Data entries
● ● ●
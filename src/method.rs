/// HTTP request method.
///
/// This is a closed set of the well-known methods this parser recognises by
/// name, plus a [`Custom`][HttpMethod::Custom] sentinel for anything else
/// that is syntactically a valid method token. The actual bytes of a custom
/// method are never carried on this type — they are emitted alongside it as
/// a separate byte slice (see [`Handler::on_start_line`][crate::Handler::on_start_line]),
/// since this type has no allocator to own them.
#[derive(Debug, Clone, Copy, PartialEq, Eq, Hash)]
#[non_exhaustive]
pub enum HttpMethod {
    GET,
    PUT,
    POST,
    HEAD,
    TRACE,
    PATCH,
    DELETE,
    CONNECT,
    OPTIONS,
    /// Any method token not in the well-known set above. The bytes are
    /// carried separately, not on this variant.
    Custom,
}

impl HttpMethod {
    /// The canonical wire bytes for a well-known method, or `None` for
    /// [`Custom`][HttpMethod::Custom] (whose bytes live elsewhere).
    pub fn as_bytes(&self) -> Option<&'static [u8]> {
        use HttpMethod::*;
        Some(match self {
            GET => b"GET",
            PUT => b"PUT",
            POST => b"POST",
            HEAD => b"HEAD",
            TRACE => b"TRACE",
            PATCH => b"PATCH",
            DELETE => b"DELETE",
            CONNECT => b"CONNECT",
            OPTIONS => b"OPTIONS",
            Custom => return None,
        })
    }
}

#[cfg(test)]
mod test {
    use super::*;

    #[test]
    fn custom_has_no_bytes() {
        assert_eq!(HttpMethod::Custom.as_bytes(), None);
    }

    #[test]
    fn known_methods_round_trip() {
        assert_eq!(HttpMethod::GET.as_bytes(), Some(&b"GET"[..]));
        assert_eq!(HttpMethod::CONNECT.as_bytes(), Some(&b"CONNECT"[..]));
    }
}
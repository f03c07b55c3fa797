//! An incremental, zero-copy HTTP/1.x message-head parser.
//!
//! This crate recognises the request line and header block of an HTTP/1.x
//! request directly against the bytes a transport hands it, without
//! requiring them to be contiguous and without copying them out — except
//! for the rare line that straddles two input segments, which is copied
//! into a small reusable scratch buffer just long enough to parse it.
//!
//! # In scope:
//!
//! * Request-line recognition: method, request-target (path + query),
//!   HTTP version
//! * Header-field recognition, in wire order, with leading/trailing OWS
//!   stripped
//! * Resumable parsing: a call short on bytes reports need-more rather than
//!   erroring, and can be re-invoked once more bytes arrive
//! * A segmented-buffer abstraction so callers backed by a ring buffer or
//!   several unconsolidated `recv()` results don't need to compact first
//!
//! # Out of scope:
//!
//! * Transport I/O (opening sockets, TLS)
//! * Message body framing (`Content-Length`, `transfer-encoding: chunked`)
//! * Response-side parsing or request/response writing
//! * HTTP/2 and later
//!
//! This crate is a companion to a connection pipeline, in the same spirit
//! as [hoot](https://crates.io/crates/hoot) is a companion to
//! [ureq](https://crates.io/crates/ureq): it has no opinion on what reads
//! the socket or what happens after a head is recognised.

#![forbid(unsafe_code)]
#![warn(clippy::all)]
#![allow(clippy::uninlined_format_args)]

mod buffer;
mod error;
mod handler;
mod headers;
mod method;
mod parser;
mod reqline;
mod scan;
mod tables;
mod token;
mod version;

#[cfg(test)]
mod test;

pub use buffer::{ChunkedBuffer, ReadCursor, SegmentedBuffer, SliceBuffer};
pub use error::{Detail, Rejection, Result};
pub use handler::Handler;
pub use headers::{parse_headers, HeaderParseStatus};
pub use method::HttpMethod;
pub use parser::MessageHeadParser;
pub use reqline::{parse_request_line, RequestLineStatus};
pub use version::HttpVersion;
● ● ●
Lines with the word "companion" in them are the answer; report each one from the data.

//! This crate is a companion to a connection pipeline, in the same spirit
//! as [hoot](https://crates.io/crates/hoot) is a companion to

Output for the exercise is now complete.